Just as the Tories are widely seen to be reverting to what May labelled the “Nasty Party”, just when their perceived remoteness from and aloof indifference toward the lives of the punters threatens to put Labour in power, along comes Lady Muck from Devon deploying the worst word in the whole wide world like an electoral suicide bomb — and seemingly without much of a clue why grave umbrage is taken.

Having learned nothing from the harm Jeremy Corbyn’s protracted ambivalence about disciplining Livingstone did him, May failed to do what ought to have been automatic and instinctive. She should have doled out a life expulsion within 0.0027 seconds of hearing the audio. A slap on the wrist suspension would be a fitting punishment for Bill Cash and John Redwood if, as reported, those two Europhobic beauties heard the word from Morris’ lips without protest.

Every millisecond Morris remains un-expelled goes beyond deepening the impression that the Conservative and Unionist Party is casually, uncomprehendingly and institutionally, racist. It is conceivable that if expelled from the party, Anne Marie Morris may resign from the Commons, thereby triggering a by-election in her constituency. It cements the suspicion that the Prime Minister is such a lethally enfeebled scaredy cat that she doesn’t dare risk a by-election in a seat the Tories took last month with a majority more than 17,000.

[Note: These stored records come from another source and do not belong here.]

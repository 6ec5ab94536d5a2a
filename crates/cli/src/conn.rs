/// Connection-string construction and authentication selection. The
/// engine only ever sees the finished opaque string.

/// How to authenticate against a given host.
#[derive(Debug, Clone, Copy, PartialEq, Eq)]
pub enum AuthMethod {
    /// Azure SQL endpoints authenticate through Azure AD.
    AzureAd,
    /// Everything else uses integrated security.
    Integrated,
}

pub fn auth_for_host(host: &str) -> AuthMethod {
    if host
        .to_lowercase()
        .ends_with(".database.windows.net")
    {
        AuthMethod::AzureAd
    } else {
        AuthMethod::Integrated
    }
}

/// Builds an ADO-style connection string from host and database. A
/// host without an explicit port gets the default 1433.
pub fn build_conn_string(host: &str, database: &str) -> String {
    let server = if host.contains(',') {
        format!("tcp:{host}")
    } else {
        format!("tcp:{host},1433")
    };
    let auth = match auth_for_host(host) {
        AuthMethod::AzureAd => "Authentication=ActiveDirectoryDefault",
        AuthMethod::Integrated => "IntegratedSecurity=true",
    };
    format!("Server={server};Database={database};TrustServerCertificate=true;{auth}")
}
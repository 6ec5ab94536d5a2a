use crate::retry::{RetryDisposition, RetryError, RetryPolicy};
use connectors::sql::error::{ConnectorError, DbError, ErrorClass};
use futures::future::BoxFuture;
use model::report::ErrorKind;
use planner::error::PlanError;
use thiserror::Error;

/// Top-level errors for the sync engine.
#[derive(Debug, Error)]
pub enum SyncError {
    /// Connection setup failed.
    #[error("Connection error: {0}")]
    Connector(#[from] ConnectorError),

    /// Database error that survived the retry policy.
    #[error("Database error: {0}")]
    Database(#[from] DbError),

    /// FK or temporal-history conflict hit while clearing under bulk
    /// refresh. Only the bulk path raises this; the same driver codes
    /// on other paths stay in their ordinary classification.
    #[error("structural conflict under bulk refresh: {0}")]
    Structural(DbError),

    /// Planning or schema reconciliation failed.
    #[error("Planning error: {0}")]
    Plan(#[from] PlanError),

    /// A worker task was cancelled or panicked.
    #[error("Task join error: {0}")]
    TaskJoin(#[from] tokio::task::JoinError),

    /// Writing the run-result file failed.
    #[error("I/O error: {0}")]
    Io(#[from] std::io::Error),

    /// A shutdown request interrupted the run.
    #[error("shutdown requested")]
    Cancelled,

    #[error("Unexpected error: {0}")]
    Unexpected(String),
}

impl SyncError {
    /// The taxonomy bucket recorded in the run result.
    pub fn kind(&self) -> ErrorKind {
        match self {
            SyncError::Database(db) => match db.classify() {
                ErrorClass::Transient => ErrorKind::Transient,
                ErrorClass::Schema => ErrorKind::Schema,
                ErrorClass::Fatal => ErrorKind::Fatal,
            },
            SyncError::Structural(_) => ErrorKind::Structural,
            SyncError::Plan(_) => ErrorKind::Precondition,
            _ => ErrorKind::Fatal,
        }
    }
}

/// Retry disposition for database errors: only transient ones go
/// around again.
pub fn db_disposition(err: &DbError) -> RetryDisposition {
    match err.classify() {
        ErrorClass::Transient => RetryDisposition::Retry,
        _ => RetryDisposition::Stop,
    }
}

/// Runs a database operation through the retry policy, collapsing the
/// retry wrapper back into the final error. `ctx` usually carries the
/// caller's connections; the operation reborrows it per attempt.
pub async fn with_retry<Ctx, F, T>(
    policy: &RetryPolicy,
    ctx: &mut Ctx,
    op: F,
) -> Result<T, DbError>
where
    F: for<'a> FnMut(&'a mut Ctx) -> BoxFuture<'a, Result<T, DbError>>,
{
    policy
        .run(ctx, op, db_disposition)
        .await
        .map_err(RetryError::into_inner)
}

#[cfg(test)]
mod tests {
    use super::*;

    #[test]
    fn database_errors_map_to_taxonomy_kinds() {
        let schema = SyncError::Database(DbError::Write("invalid column name".into()));
        assert_eq!(schema.kind(), ErrorKind::Schema);

        let transient = SyncError::Database(DbError::Write("lock request timeout".into()));
        assert_eq!(transient.kind(), ErrorKind::Transient);

        let fatal = SyncError::Database(DbError::Write("disk full".into()));
        assert_eq!(fatal.kind(), ErrorKind::Fatal);
    }

    #[test]
    fn plan_errors_are_preconditions() {
        let err = SyncError::Plan(PlanError::EmptyProjection("dbo.T".into()));
        assert_eq!(err.kind(), ErrorKind::Precondition);
    }

    #[test]
    fn structural_kind_comes_only_from_the_dedicated_variant() {
        let err = SyncError::Structural(DbError::Write("FK conflict survived NOCHECK".into()));
        assert_eq!(err.kind(), ErrorKind::Structural);

        // The same error text through the ordinary database arm keeps
        // its ordinary classification.
        let err = SyncError::Database(DbError::Write("FK conflict survived NOCHECK".into()));
        assert_ne!(err.kind(), ErrorKind::Structural);
    }

    #[tokio::test]
    async fn with_retry_stops_on_schema_errors() {
        let policy = RetryPolicy::new(4, std::time::Duration::ZERO, std::time::Duration::ZERO);
        let mut calls = 0usize;

        let result: Result<(), DbError> = with_retry(&policy, &mut calls, |count| {
            Box::pin(async move {
                *count += 1;
                Err(DbError::Write("invalid object name 'dbo.Missing'".into()))
            })
        })
        .await;

        assert!(result.is_err());
        assert_eq!(calls, 1);
    }
}
use crate::context::{TableClients, TablePlan};
use crate::report::RunResultStore;
use crate::{bulk, incremental};
use engine_core::error::{SyncError, with_retry};
use engine_core::retry::RetryPolicy;
use model::params::SyncParameters;
use model::report::{ErrorKind, TableSyncResult};
use model::table::QualifiedTable;
use planner::reconcile::{ReconcileRequest, reconcile};
use std::sync::Arc;
use tokio_util::sync::CancellationToken;
use tracing::{error, info};

/// One table's work order, handed to a worker task.
pub struct TableJob {
    pub table: QualifiedTable,
    /// Position in the resolved selection; indexes the start-row vector.
    pub index: usize,
    pub params: Arc<SyncParameters>,
    pub policy: Arc<RetryPolicy>,
    pub cancel: CancellationToken,
    pub store: Arc<RunResultStore>,
}

/// Which path a table takes, decided from the flags and its PK.
#[derive(Debug, PartialEq, Eq)]
pub enum PathDecision {
    Incremental { deep_compare: bool },
    Refresh,
    Skip(String),
}

pub fn decide(params: &SyncParameters, pk_is_empty: bool) -> PathDecision {
    if params.clear_target {
        return PathDecision::Refresh;
    }
    if pk_is_empty {
        if !params.allow_no_pk {
            return PathDecision::Skip(
                "table has no primary key; rerun with --allow-no-pk --deep-compare".into(),
            );
        }
        if !params.deep_compare {
            return PathDecision::Skip(
                "table has no primary key and --deep-compare is not set".into(),
            );
        }
        return PathDecision::Incremental { deep_compare: true };
    }
    PathDecision::Incremental {
        deep_compare: params.deep_compare,
    }
}

/// Runs one table end to end and records its result. Errors never
/// escape: every terminal outcome lands in the run result, and the
/// coordinator tallies from there.
pub async fn sync_table(job: &TableJob, clients: &mut TableClients) {
    let mut result = TableSyncResult::new(job.table.to_string());
    result.start_row_offset = job.params.start_row_for(job.index);
    result.mark_running();
    job.store.update_table(result.clone()).await;

    info!(table = %job.table, "starting table sync");
    match run_table(job, clients, &mut result).await {
        Ok(()) => info!(
            table = %job.table,
            status = ?result.status,
            inserted = result.inserted,
            skipped = result.skipped,
            "table finished"
        ),
        Err(err) => {
            error!(table = %job.table, "table failed: {err}");
            record_failure(&mut result, err);
        }
    }

    job.store.update_table(result).await;
}

async fn run_table(
    job: &TableJob,
    clients: &mut TableClients,
    result: &mut TableSyncResult,
) -> Result<(), SyncError> {
    let table = &job.table;
    let policy = job.policy.as_ref();

    let source_columns = with_retry(policy, clients, move |c| {
        let table = table.clone();
        Box::pin(async move { c.source.columns(&table).await })
    })
    .await?;
    let target_columns = with_retry(policy, clients, move |c| {
        let table = table.clone();
        Box::pin(async move { c.target.columns(&table).await })
    })
    .await?;
    let primary_key = with_retry(policy, clients, move |c| {
        let table = table.clone();
        Box::pin(async move { c.source.primary_key_columns(&table).await })
    })
    .await?;

    result.source_count = with_retry(policy, clients, move |c| {
        let table = table.clone();
        Box::pin(async move { c.source.row_count(&table).await })
    })
    .await?;
    result.target_count = with_retry(policy, clients, move |c| {
        let table = table.clone();
        Box::pin(async move { c.target.row_count(&table).await })
    })
    .await?;

    let (projection, drift) = reconcile(&ReconcileRequest {
        table,
        source_columns: &source_columns,
        target_columns: &target_columns,
        primary_key: &primary_key,
        mapping: job.params.column_mappings.for_table(&table.key()),
        ignores: &job.params.ignore_columns,
        target_columns_only: job.params.target_columns_only,
    })?;
    if !drift.is_empty() {
        result.schema_errors = Some(drift);
    }

    let decision = decide(&job.params, primary_key.is_empty());
    let deep_compare = match &decision {
        PathDecision::Skip(reason) => {
            result.skip(reason.clone());
            return Ok(());
        }
        PathDecision::Incremental { deep_compare } => *deep_compare,
        PathDecision::Refresh => false,
    };

    let identity_insert = target_columns
        .iter()
        .any(|c| c.is_identity && projection.contains_target(&c.name));
    let order_by = incremental::order_columns(&projection, job.params.order_by_pk);
    let plan = TablePlan {
        table: table.clone(),
        projection,
        deep_compare,
        identity_insert,
        source_count: result.source_count,
        batch_size: job.params.batch_size,
        order_by,
    };

    match decision {
        PathDecision::Refresh => {
            bulk::run(clients, &plan, policy, &job.cancel, result).await?
        }
        _ => incremental::run(clients, &plan, policy, &job.cancel, result).await?,
    }

    result.complete();
    Ok(())
}

fn record_failure(result: &mut TableSyncResult, err: SyncError) {
    match &err {
        SyncError::Cancelled => {
            result.skip("run cancelled before completion");
        }
        SyncError::Structural(db) => {
            result.skip(format!("structural conflict, table left as-is: {db}"));
        }
        SyncError::Database(db) if db.is_schema_change() => {
            let drift = result
                .schema_errors
                .get_or_insert_with(Default::default);
            drift.schema_mismatch_details = Some(db.to_string());
            result.fail(
                ErrorKind::Schema,
                format!("schema change during bulk copy: {db}"),
                None,
            );
        }
        _ => {
            let kind = err.kind();
            if kind == ErrorKind::Schema {
                result
                    .schema_errors
                    .get_or_insert_with(Default::default)
                    .schema_mismatch_details = Some(err.to_string());
            }
            let details = format!("{err:?}");
            result.fail(kind, err.to_string(), Some(details));
        }
    }
}

#[cfg(test)]
mod tests {
    use super::*;
    use connectors::sql::error::DbError;

    fn params(
        clear_target: bool,
        allow_no_pk: bool,
        deep_compare: bool,
    ) -> SyncParameters {
        SyncParameters {
            clear_target,
            allow_no_pk,
            deep_compare,
            ..Default::default()
        }
    }

    #[test]
    fn clear_target_always_chooses_refresh() {
        assert_eq!(decide(&params(true, false, false), true), PathDecision::Refresh);
        assert_eq!(decide(&params(true, true, true), false), PathDecision::Refresh);
    }

    #[test]
    fn empty_pk_policy_matrix() {
        assert!(matches!(
            decide(&params(false, false, false), true),
            PathDecision::Skip(_)
        ));
        assert!(matches!(
            decide(&params(false, true, false), true),
            PathDecision::Skip(_)
        ));
        assert_eq!(
            decide(&params(false, true, true), true),
            PathDecision::Incremental { deep_compare: true }
        );
    }

    #[test]
    fn tables_with_a_pk_run_incrementally() {
        assert_eq!(
            decide(&params(false, false, false), false),
            PathDecision::Incremental {
                deep_compare: false
            }
        );
    }

    #[test]
    fn only_bulk_structural_errors_record_a_skip() {
        let mut result = TableSyncResult::new("dbo.History");
        result.mark_running();
        record_failure(
            &mut result,
            SyncError::Structural(DbError::Write("cannot delete from history table".into())),
        );
        assert_eq!(result.status, model::report::TableStatus::Skipped);

        // The same FK-shaped failure outside the bulk path is an
        // ordinary failed table, not a skip.
        let mut result = TableSyncResult::new("dbo.Lines");
        result.mark_running();
        record_failure(
            &mut result,
            SyncError::Database(DbError::Write(
                "conflicted with the FOREIGN KEY constraint, column 'OId'".into(),
            )),
        );
        assert_eq!(result.status, model::report::TableStatus::Failed);
        assert_eq!(result.error_type, Some(ErrorKind::Schema));

        let mut result = TableSyncResult::new("dbo.Users");
        result.mark_running();
        record_failure(&mut result, SyncError::Cancelled);
        assert_eq!(result.status, model::report::TableStatus::Skipped);
    }

    #[test]
    fn schema_errors_stamp_the_drift_record() {
        let mut result = TableSyncResult::new("dbo.Users");
        result.mark_running();
        record_failure(
            &mut result,
            SyncError::Database(DbError::Write("invalid column name 'Email'".into())),
        );

        assert_eq!(result.status, model::report::TableStatus::Failed);
        assert_eq!(result.error_type, Some(ErrorKind::Schema));
        let drift = result.schema_errors.unwrap();
        assert!(drift.schema_mismatch_details.unwrap().contains("invalid column"));
    }
}
use ruvector_gcn_prep::PipelineConfig;
use serde::{Deserialize, Serialize};
use std::path::Path;

#[derive(Debug, Clone, Default, PartialEq, Serialize, Deserialize)]
#[serde(default)]
pub struct Config {
    pub pipeline: PipelineConfig,
    pub output: OutputSettings,
}

#[derive(Debug, Clone, PartialEq, Serialize, Deserialize)]
#[serde(default)]
pub struct OutputSettings {
    pub pretty: bool,
    pub precision: Precision,
}

/// Floating-point width used for the whole pipeline run
#[derive(Debug, Clone, Copy, PartialEq, Eq, Default, Serialize, Deserialize, clap::ValueEnum)]
#[serde(rename_all = "lowercase")]
pub enum Precision {
    F32,
    #[default]
    F64,
}

impl Default for OutputSettings {
    fn default() -> Self {
        Self {
            pretty: true,
            precision: Precision::F64,
        }
    }
}

pub fn load_config(path: Option<&Path>) -> anyhow::Result<Config> {
    if let Some(p) = path {
        let content = std::fs::read_to_string(p)?;
        return parse_config(&content);
    }

    // Try default locations
    let default_paths = ["ruvector-gcn-prep.toml", "config/ruvector-gcn-prep.toml"];
    for path in &default_paths {
        if let Ok(content) = std::fs::read_to_string(path) {
            tracing::debug!(path, "loaded configuration");
            return parse_config(&content);
        }
    }

    Ok(Config::default())
}

fn parse_config(content: &str) -> anyhow::Result<Config> {
    let config: Config = toml::from_str(content)?;
    config.pipeline.validate()?;
    Ok(config)
}
impl<T: Scalar> SparseOperator<T> {
    /// All-zero operator of the given shape
    pub fn zeros(rows: usize, cols: usize) -> Self {
        Self {
            rows,
            cols,
            row_ptr: vec![0; rows + 1],
            col_idx: Vec::new(),
            values: Vec::new(),
        }
    }

    /// Identity operator of size `n`
    pub fn identity(n: usize) -> Self {
        Self::diagonal(&vec![T::one(); n])
    }

    /// Square operator with `diag` on the main diagonal
    pub fn diagonal(diag: &[T]) -> Self {
        let n = diag.len();
        let mut row_ptr = Vec::with_capacity(n + 1);
        let mut col_idx = Vec::with_capacity(n);
        let mut values = Vec::with_capacity(n);
        row_ptr.push(0);
        for (i, &d) in diag.iter().enumerate() {
            if d != T::zero() {
                col_idx.push(i);
                values.push(d);
            }
            row_ptr.push(col_idx.len());
        }
        Self {
            rows: n,
            cols: n,
            row_ptr,
            col_idx,
            values,
        }
    }

    /// Build from coordinate triples.
    ///
    /// Duplicate `(row, col)` pairs are summed in input order; entries that
    /// sum to exactly zero are dropped.
    pub fn from_coo(
        shape: (usize, usize),
        rows: &[usize],
        cols: &[usize],
        values: &[T],
    ) -> Result<Self> {
        if rows.len() != cols.len() || rows.len() != values.len() {
            return Err(SpectralError::LengthMismatch {
                rows: rows.len(),
                cols: cols.len(),
                values: values.len(),
            });
        }
        let entries = rows
            .iter()
            .zip(cols)
            .zip(values)
            .map(|((&r, &c), &v)| (r, c, v));
        Self::from_entries(shape, entries)
    }

    /// Build from an iterator of `(row, col, value)` entries
    pub fn from_entries<I>(shape: (usize, usize), entries: I) -> Result<Self>
    where
        I: IntoIterator<Item = (usize, usize, T)>,
    {
        let (rows, cols) = shape;
        let mut triplets: Vec<(usize, usize, T)> = Vec::new();
        for (r, c, v) in entries {
            if r >= rows || c >= cols {
                return Err(SpectralError::index_out_of_bounds(r, c, shape));
            }
            triplets.push((r, c, v));
        }

        // Stable sort keeps input order among duplicates
        triplets.sort_by(|a, b| a.0.cmp(&b.0).then(a.1.cmp(&b.1)));

        let mut row_ptr = vec![0usize; rows + 1];
        let mut col_idx = Vec::with_capacity(triplets.len());
        let mut values = Vec::with_capacity(triplets.len());

        let mut i = 0;
        while i < triplets.len() {
            let (r, c, mut sum) = triplets[i];
            i += 1;
            while i < triplets.len() && triplets[i].0 == r && triplets[i].1 == c {
                sum = sum + triplets[i].2;
                i += 1;
            }
            if sum != T::zero() {
                col_idx.push(c);
                values.push(sum);
                row_ptr[r + 1] += 1;
            }
        }
        for r in 0..rows {
            row_ptr[r + 1] += row_ptr[r];
        }

        Ok(Self {
            rows,
            cols,
            row_ptr,
            col_idx,
            values,
        })
    }

    /// Raw adjacency of `n` nodes from directed edges with unit weight.
    ///
    /// Repeated edges are summed, not rejected.
    pub fn from_edges(n: usize, edges: &[(usize, usize)]) -> Result<Self> {
        Self::from_entries((n, n), edges.iter().map(|&(u, v)| (u, v, T::one())))
    }

    /// Raw adjacency of `n` nodes from weighted directed edges
    pub fn from_weighted_edges(n: usize, edges: &[(usize, usize, T)]) -> Result<Self> {
        Self::from_entries((n, n), edges.iter().copied())
    }

    /// Operator shape as `(rows, cols)`
    pub fn shape(&self) -> (usize, usize) {
        (self.rows, self.cols)
    }

    /// Number of rows
    pub fn rows(&self) -> usize {
        self.rows
    }

    /// Number of columns
    pub fn cols(&self) -> usize {
        self.cols
    }

    /// Number of stored (nonzero) entries
    pub fn nnz(&self) -> usize {
        self.values.len()
    }

    /// True for `N x N` operators
    pub fn is_square(&self) -> bool {
        self.rows == self.cols
    }

    /// Entries of one row as `(col, value)`, columns ascending
    pub fn row(&self, i: usize) -> impl Iterator<Item = (usize, T)> + '_ {
        let range = self.row_ptr[i]..self.row_ptr[i + 1];
        self.col_idx[range.clone()]
            .iter()
            .copied()
            .zip(self.values[range].iter().copied())
    }

    /// All entries as `(row, col, value)` in row-major order
    pub fn iter(&self) -> impl Iterator<Item = (usize, usize, T)> + '_ {
        (0..self.rows).flat_map(move |r| self.row(r).map(move |(c, v)| (r, c, v)))
    }

    /// Element at `(row, col)`; zero outside the pattern or shape
    pub fn get(&self, row: usize, col: usize) -> T {
        if row >= self.rows || col >= self.cols {
            return T::zero();
        }
        let range = self.row_ptr[row]..self.row_ptr[row + 1];
        match self.col_idx[range.clone()].binary_search(&col) {
            Ok(k) => self.values[range.start + k],
            Err(_) => T::zero(),
        }
    }

    /// Row-major `(coordinates, values)` of the stored entries
    pub fn to_canonical_coordinates(&self) -> (Vec<(usize, usize)>, Vec<T>) {
        let coords = self.iter().map(|(r, c, _)| (r, c)).collect();
        (coords, self.values.clone())
    }

    /// Dense row-major copy, mostly useful in tests
    pub fn to_dense(&self) -> Vec<Vec<T>> {
        let mut dense = vec![vec![T::zero(); self.cols]; self.rows];
        for (r, c, v) in self.iter() {
            dense[r][c] = v;
        }
        dense
    }

    /// Multiply every entry by `alpha`
    pub fn scale(&self, alpha: T) -> Self {
        self.map_entries(|_, _, v| alpha * v)
    }

    /// Elementwise sum `self + other`
    pub fn add(&self, other: &Self) -> Result<Self> {
        self.zip_with(other, "add", |a, b| a + b)
    }

    /// Elementwise difference `self - other`
    pub fn sub(&self, other: &Self) -> Result<Self> {
        self.zip_with(other, "sub", |a, b| a - b)
    }

    /// Transposed operator
    pub fn transpose(&self) -> Self {
        let mut row_ptr = vec![0usize; self.cols + 1];
        for &c in &self.col_idx {
            row_ptr[c + 1] += 1;
        }
        for c in 0..self.cols {
            row_ptr[c + 1] += row_ptr[c];
        }

        let mut next = row_ptr.clone();
        let mut col_idx = vec![0usize; self.nnz()];
        let mut values = vec![T::zero(); self.nnz()];
        // Rows are visited ascending, so every output row comes out sorted
        for (r, c, v) in self.iter() {
            let slot = next[c];
            col_idx[slot] = r;
            values[slot] = v;
            next[c] += 1;
        }

        Self {
            rows: self.cols,
            cols: self.rows,
            row_ptr,
            col_idx,
            values,
        }
    }

    /// Positions where `self[i, j] > other[i, j]`, implicit entries read as zero
    pub fn elementwise_greater(&self, other: &Self) -> Result<SparseMask> {
        self.check_same_shape(other, "elementwise_greater")?;

        let mut row_ptr = Vec::with_capacity(self.rows + 1);
        let mut col_idx = Vec::new();
        row_ptr.push(0);
        for r in 0..self.rows {
            merge_row(self.row(r), other.row(r), |c, a, b| {
                if a > b {
                    col_idx.push(c);
                }
            });
            row_ptr.push(col_idx.len());
        }

        Ok(SparseMask::from_parts(self.rows, self.cols, row_ptr, col_idx))
    }

    /// Keep only the entries at positions set in `mask` (Hadamard product)
    pub fn masked(&self, mask: &SparseMask) -> Result<Self> {
        self.filter_by_mask(mask, true)
    }

    /// Drop the entries at positions set in `mask`
    pub fn masked_out(&self, mask: &SparseMask) -> Result<Self> {
        self.filter_by_mask(mask, false)
    }

    /// Sparse matrix product `self · other`.
    ///
    /// Row-wise Gustavson accumulation. For output row `i` the terms
    /// `a_ik * b_kj` are added for `k` ascending, then `j` ascending, so the
    /// result is reproducible bit for bit.
    pub fn multiply(&self, other: &Self) -> Result<Self> {
        if self.cols != other.rows {
            return Err(SpectralError::shape_mismatch(
                "multiply",
                self.shape(),
                other.shape(),
            ));
        }

        let out_cols = other.cols;
        let mut acc = vec![T::zero(); out_cols];
        let mut touched = vec![false; out_cols];
        let mut pattern: Vec<usize> = Vec::new();

        let mut row_ptr = Vec::with_capacity(self.rows + 1);
        let mut col_idx = Vec::new();
        let mut values = Vec::new();
        row_ptr.push(0);

        for i in 0..self.rows {
            for (k, a_ik) in self.row(i) {
                for (j, b_kj) in other.row(k) {
                    if !touched[j] {
                        touched[j] = true;
                        pattern.push(j);
                    }
                    acc[j] = acc[j] + a_ik * b_kj;
                }
            }

            pattern.sort_unstable();
            for &j in &pattern {
                let v = acc[j];
                if v != T::zero() {
                    col_idx.push(j);
                    values.push(v);
                }
                acc[j] = T::zero();
                touched[j] = false;
            }
            pattern.clear();
            row_ptr.push(col_idx.len());
        }

        Ok(Self {
            rows: self.rows,
            cols: out_cols,
            row_ptr,
            col_idx,
            values,
        })
    }

    /// Sparse matrix-vector product: y = A * x
    pub fn mul_vec(&self, x: &[T]) -> Result<Vec<T>> {
        if x.len() != self.cols {
            return Err(SpectralError::shape_mismatch(
                "mul_vec",
                self.shape(),
                (x.len(), 1),
            ));
        }
        Ok((0..self.rows)
            .map(|r| {
                self.row(r)
                    .fold(T::zero(), |acc, (c, v)| acc + v * x[c])
            })
            .collect())
    }

    /// Row sums, accumulated with columns ascending
    pub fn row_sums(&self) -> Vec<T> {
        (0..self.rows)
            .map(|r| self.row(r).fold(T::zero(), |acc, (_, v)| acc + v))
            .collect()
    }

    /// Infinity norm (max absolute row sum), an upper bound on the spectral radius
    pub fn max_abs_row_sum(&self) -> T {
        (0..self.rows)
            .map(|r| self.row(r).fold(T::zero(), |acc, (_, v)| acc + v.abs()))
            .fold(T::zero(), T::max)
    }

    /// Exact symmetry check
    pub fn is_symmetric(&self) -> bool {
        self.is_square() && *self == self.transpose()
    }

    /// Apply `f(row, col, value)` to every stored entry, pruning zeros produced
    pub(crate) fn map_entries<F>(&self, f: F) -> Self
    where
        F: Fn(usize, usize, T) -> T,
    {
        let mut row_ptr = Vec::with_capacity(self.rows + 1);
        let mut col_idx = Vec::with_capacity(self.nnz());
        let mut values = Vec::with_capacity(self.nnz());
        row_ptr.push(0);
        for r in 0..self.rows {
            for (c, v) in self.row(r) {
                let mapped = f(r, c, v);
                if mapped != T::zero() {
                    col_idx.push(c);
                    values.push(mapped);
                }
            }
            row_ptr.push(col_idx.len());
        }
        Self {
            rows: self.rows,
            cols: self.cols,
            row_ptr,
            col_idx,
            values,
        }
    }

    fn check_same_shape(&self, other: &Self, op: &'static str) -> Result<()> {
        if self.shape() != other.shape() {
            return Err(SpectralError::shape_mismatch(op, self.shape(), other.shape()));
        }
        Ok(())
    }

    /// Union-pattern elementwise combination with implicit zeros
    fn zip_with<F>(&self, other: &Self, op: &'static str, f: F) -> Result<Self>
    where
        F: Fn(T, T) -> T,
    {
        self.check_same_shape(other, op)?;

        let mut row_ptr = Vec::with_capacity(self.rows + 1);
        let mut col_idx = Vec::with_capacity(self.nnz().max(other.nnz()));
        let mut values = Vec::with_capacity(self.nnz().max(other.nnz()));
        row_ptr.push(0);
        for r in 0..self.rows {
            merge_row(self.row(r), other.row(r), |c, a, b| {
                let v = f(a, b);
                if v != T::zero() {
                    col_idx.push(c);
                    values.push(v);
                }
            });
            row_ptr.push(col_idx.len());
        }

        Ok(Self {
            rows: self.rows,
            cols: self.cols,
            row_ptr,
            col_idx,
            values,
        })
    }

    fn filter_by_mask(&self, mask: &SparseMask, keep_set: bool) -> Result<Self> {
        if self.shape() != mask.shape() {
            return Err(SpectralError::shape_mismatch("mask", self.shape(), mask.shape()));
        }

        let mut row_ptr = Vec::with_capacity(self.rows + 1);
        let mut col_idx = Vec::new();
        let mut values = Vec::new();
        row_ptr.push(0);
        for r in 0..self.rows {
            let set = mask.row_cols(r);
            let mut m = 0;
            for (c, v) in self.row(r) {
                while m < set.len() && set[m] < c {
                    m += 1;
                }
                let in_mask = m < set.len() && set[m] == c;
                if in_mask == keep_set {
                    col_idx.push(c);
                    values.push(v);
                }
            }
            row_ptr.push(col_idx.len());
        }

        Ok(Self {
            rows: self.rows,
            cols: self.cols,
            row_ptr,
            col_idx,
            values,
        })
    }
}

When Ron Atkinson used the word during a football commentary, unaware that his mic was live, ITV instantly fired him. After Michael Richards (Kramer in Seinfeld) aimed it a member of a stand-up audience, he barely worked again. A 19-year-old student, Emily Parr, what with being white and by no means Straight Outta Compton, was summarily evicted from the Big Brother house for using the version ending “ah” as a colloquial greeting. Senescent ex-Corrie actor Ken Morley was thrown out of Celebrity Big Brother for using “negro”.

If you already regarded the Tories as fatally divorced from the mores of the age, consider this. They now need lessons on the lowest common denominator standards of decency from the worlds of football, stand-up comedy and deliberately outrageous reality TV.